- _PROBLEM TO WORK ON_:
From the entries below, copy every line that has the word "sudo".

- _Source records_:
+ + + +

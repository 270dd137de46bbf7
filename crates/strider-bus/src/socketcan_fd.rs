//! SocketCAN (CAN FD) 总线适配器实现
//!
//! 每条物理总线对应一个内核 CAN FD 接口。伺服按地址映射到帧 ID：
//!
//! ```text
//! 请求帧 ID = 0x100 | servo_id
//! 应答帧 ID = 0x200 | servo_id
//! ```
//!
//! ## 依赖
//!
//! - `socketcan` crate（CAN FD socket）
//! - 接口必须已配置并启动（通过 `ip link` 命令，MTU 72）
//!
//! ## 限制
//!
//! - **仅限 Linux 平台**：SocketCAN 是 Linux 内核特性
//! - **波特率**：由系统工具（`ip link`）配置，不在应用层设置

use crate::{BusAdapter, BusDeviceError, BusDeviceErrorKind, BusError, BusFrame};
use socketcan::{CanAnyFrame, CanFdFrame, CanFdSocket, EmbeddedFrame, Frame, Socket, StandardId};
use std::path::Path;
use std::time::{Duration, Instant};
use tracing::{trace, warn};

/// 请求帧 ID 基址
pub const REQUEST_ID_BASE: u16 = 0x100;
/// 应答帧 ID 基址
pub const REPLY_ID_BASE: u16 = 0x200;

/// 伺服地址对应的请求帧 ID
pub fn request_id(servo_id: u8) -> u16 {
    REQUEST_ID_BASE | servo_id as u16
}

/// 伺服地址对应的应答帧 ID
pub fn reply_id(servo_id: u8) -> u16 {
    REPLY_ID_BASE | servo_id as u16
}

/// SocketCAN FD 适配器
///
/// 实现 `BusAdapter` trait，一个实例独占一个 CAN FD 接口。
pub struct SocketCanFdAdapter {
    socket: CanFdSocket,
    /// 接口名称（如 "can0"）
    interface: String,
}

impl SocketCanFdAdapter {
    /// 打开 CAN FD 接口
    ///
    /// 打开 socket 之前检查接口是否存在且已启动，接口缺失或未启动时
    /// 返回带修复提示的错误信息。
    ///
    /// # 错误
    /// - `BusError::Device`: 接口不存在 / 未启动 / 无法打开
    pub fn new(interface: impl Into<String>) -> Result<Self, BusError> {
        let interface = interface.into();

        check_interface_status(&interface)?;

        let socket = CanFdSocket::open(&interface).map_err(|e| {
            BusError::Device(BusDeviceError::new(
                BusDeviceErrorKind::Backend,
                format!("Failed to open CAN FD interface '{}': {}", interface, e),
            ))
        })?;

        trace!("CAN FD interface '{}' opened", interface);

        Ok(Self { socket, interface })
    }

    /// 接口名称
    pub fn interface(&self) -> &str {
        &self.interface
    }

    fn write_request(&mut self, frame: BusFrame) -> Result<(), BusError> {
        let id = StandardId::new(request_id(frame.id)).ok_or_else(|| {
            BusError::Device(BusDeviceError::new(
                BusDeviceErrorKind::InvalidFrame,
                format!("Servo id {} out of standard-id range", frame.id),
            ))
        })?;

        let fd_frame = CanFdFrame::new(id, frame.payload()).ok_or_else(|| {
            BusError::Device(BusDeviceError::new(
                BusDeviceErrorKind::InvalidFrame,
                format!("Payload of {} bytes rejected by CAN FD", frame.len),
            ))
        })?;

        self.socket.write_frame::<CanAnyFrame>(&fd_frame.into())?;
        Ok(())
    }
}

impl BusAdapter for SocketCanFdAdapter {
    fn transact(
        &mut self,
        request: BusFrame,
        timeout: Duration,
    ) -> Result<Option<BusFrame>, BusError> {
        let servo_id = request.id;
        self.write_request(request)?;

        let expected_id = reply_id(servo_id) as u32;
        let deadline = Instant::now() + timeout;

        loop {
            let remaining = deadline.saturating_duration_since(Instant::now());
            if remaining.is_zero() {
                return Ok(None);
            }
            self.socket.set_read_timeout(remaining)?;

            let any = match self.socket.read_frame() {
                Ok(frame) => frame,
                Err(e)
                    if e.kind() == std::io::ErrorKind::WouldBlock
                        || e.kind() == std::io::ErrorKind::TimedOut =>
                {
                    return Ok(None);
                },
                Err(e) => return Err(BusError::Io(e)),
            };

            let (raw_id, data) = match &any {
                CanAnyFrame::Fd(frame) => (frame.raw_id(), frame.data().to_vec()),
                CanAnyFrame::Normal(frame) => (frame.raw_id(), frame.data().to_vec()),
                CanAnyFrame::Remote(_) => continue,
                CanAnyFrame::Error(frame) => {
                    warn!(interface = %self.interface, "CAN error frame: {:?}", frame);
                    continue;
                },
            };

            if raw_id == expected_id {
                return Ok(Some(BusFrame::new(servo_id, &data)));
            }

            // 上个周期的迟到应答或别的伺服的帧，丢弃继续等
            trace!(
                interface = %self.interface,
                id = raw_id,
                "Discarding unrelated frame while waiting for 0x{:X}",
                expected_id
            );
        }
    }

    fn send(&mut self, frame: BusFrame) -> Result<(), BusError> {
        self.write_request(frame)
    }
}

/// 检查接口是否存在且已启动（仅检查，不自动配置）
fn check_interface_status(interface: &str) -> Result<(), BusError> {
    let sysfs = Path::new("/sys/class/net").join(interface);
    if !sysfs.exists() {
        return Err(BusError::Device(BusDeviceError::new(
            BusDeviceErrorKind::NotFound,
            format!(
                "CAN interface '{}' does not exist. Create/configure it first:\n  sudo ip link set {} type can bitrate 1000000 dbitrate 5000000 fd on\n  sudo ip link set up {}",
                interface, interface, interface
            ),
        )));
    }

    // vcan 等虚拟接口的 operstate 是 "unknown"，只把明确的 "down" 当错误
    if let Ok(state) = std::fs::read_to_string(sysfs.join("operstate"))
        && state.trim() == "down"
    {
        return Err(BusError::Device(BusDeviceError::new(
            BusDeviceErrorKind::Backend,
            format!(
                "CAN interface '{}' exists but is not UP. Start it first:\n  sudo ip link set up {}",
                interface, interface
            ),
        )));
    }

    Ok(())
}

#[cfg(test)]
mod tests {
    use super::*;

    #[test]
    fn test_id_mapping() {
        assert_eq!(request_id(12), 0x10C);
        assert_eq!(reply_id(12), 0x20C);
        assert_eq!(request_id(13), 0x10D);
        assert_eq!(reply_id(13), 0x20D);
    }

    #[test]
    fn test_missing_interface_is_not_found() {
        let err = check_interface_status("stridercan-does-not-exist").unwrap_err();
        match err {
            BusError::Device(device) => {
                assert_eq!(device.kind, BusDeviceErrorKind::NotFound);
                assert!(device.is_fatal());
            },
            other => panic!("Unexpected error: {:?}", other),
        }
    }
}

+ + + +

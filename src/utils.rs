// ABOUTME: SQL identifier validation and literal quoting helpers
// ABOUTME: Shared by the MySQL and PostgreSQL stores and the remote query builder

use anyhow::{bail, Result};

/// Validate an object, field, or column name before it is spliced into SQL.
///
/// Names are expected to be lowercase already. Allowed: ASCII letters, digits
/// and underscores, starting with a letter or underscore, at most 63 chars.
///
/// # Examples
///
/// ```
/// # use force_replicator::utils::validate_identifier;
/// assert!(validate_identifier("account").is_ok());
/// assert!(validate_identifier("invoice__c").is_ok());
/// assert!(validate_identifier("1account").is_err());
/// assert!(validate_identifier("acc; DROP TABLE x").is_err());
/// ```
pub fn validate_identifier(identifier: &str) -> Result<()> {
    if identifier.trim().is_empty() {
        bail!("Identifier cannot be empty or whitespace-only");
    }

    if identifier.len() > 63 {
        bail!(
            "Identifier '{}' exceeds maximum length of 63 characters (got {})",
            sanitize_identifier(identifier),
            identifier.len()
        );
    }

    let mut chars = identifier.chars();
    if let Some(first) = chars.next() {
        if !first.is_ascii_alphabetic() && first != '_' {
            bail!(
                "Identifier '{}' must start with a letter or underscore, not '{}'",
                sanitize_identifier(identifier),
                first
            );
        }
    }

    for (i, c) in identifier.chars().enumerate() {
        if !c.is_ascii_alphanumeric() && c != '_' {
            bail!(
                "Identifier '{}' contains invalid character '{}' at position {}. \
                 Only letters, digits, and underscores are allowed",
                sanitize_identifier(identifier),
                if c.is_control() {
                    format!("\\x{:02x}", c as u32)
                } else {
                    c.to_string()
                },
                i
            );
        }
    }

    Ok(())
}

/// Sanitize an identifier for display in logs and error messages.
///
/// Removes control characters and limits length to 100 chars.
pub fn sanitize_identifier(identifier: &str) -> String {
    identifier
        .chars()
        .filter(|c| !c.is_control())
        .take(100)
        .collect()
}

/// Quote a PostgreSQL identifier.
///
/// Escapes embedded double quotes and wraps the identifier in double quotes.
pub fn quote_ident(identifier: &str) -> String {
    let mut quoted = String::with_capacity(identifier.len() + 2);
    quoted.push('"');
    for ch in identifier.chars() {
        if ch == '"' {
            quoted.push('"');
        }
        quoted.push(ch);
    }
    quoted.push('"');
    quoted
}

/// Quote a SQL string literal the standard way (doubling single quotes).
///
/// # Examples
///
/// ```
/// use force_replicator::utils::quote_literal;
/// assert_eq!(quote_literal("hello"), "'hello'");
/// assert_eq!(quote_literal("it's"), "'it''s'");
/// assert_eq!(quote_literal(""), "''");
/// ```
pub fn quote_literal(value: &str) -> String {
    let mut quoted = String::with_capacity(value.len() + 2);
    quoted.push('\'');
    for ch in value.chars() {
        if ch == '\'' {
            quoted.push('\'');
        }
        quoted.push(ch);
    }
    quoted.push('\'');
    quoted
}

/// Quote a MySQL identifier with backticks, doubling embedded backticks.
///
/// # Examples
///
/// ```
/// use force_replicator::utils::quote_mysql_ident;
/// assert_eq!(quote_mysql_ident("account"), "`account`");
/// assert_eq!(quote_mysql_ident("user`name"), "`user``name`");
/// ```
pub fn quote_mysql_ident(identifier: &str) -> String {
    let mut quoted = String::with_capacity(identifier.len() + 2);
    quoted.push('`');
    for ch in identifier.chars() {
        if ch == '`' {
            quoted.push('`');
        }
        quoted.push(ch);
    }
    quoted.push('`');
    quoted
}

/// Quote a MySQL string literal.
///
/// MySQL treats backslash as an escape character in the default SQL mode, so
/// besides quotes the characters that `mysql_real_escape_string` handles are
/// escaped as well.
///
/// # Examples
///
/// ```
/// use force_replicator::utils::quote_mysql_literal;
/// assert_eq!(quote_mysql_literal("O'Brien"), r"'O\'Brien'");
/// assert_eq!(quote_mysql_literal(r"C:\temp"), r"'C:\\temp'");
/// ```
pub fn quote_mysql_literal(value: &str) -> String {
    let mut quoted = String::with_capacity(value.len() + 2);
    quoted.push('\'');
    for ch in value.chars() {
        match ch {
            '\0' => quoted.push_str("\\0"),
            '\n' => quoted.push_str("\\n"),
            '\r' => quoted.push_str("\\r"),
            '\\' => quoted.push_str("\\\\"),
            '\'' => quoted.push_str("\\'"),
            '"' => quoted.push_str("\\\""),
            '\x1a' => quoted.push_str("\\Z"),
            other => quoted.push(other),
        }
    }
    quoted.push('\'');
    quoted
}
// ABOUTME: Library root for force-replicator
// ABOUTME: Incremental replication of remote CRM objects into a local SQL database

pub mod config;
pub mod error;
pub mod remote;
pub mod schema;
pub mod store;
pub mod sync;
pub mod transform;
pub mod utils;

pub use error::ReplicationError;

+ + + +

- _COMPLETED TASK_:
                "CAN interface '{}' does not exist. Create/configure it first:\n  sudo ip link set {} type can bitrate 1000000 dbitrate 5000000 fd on\n  sudo ip link set up {}",
                "CAN interface '{}' exists but is not UP. Start it first:\n  sudo ip link set up {}",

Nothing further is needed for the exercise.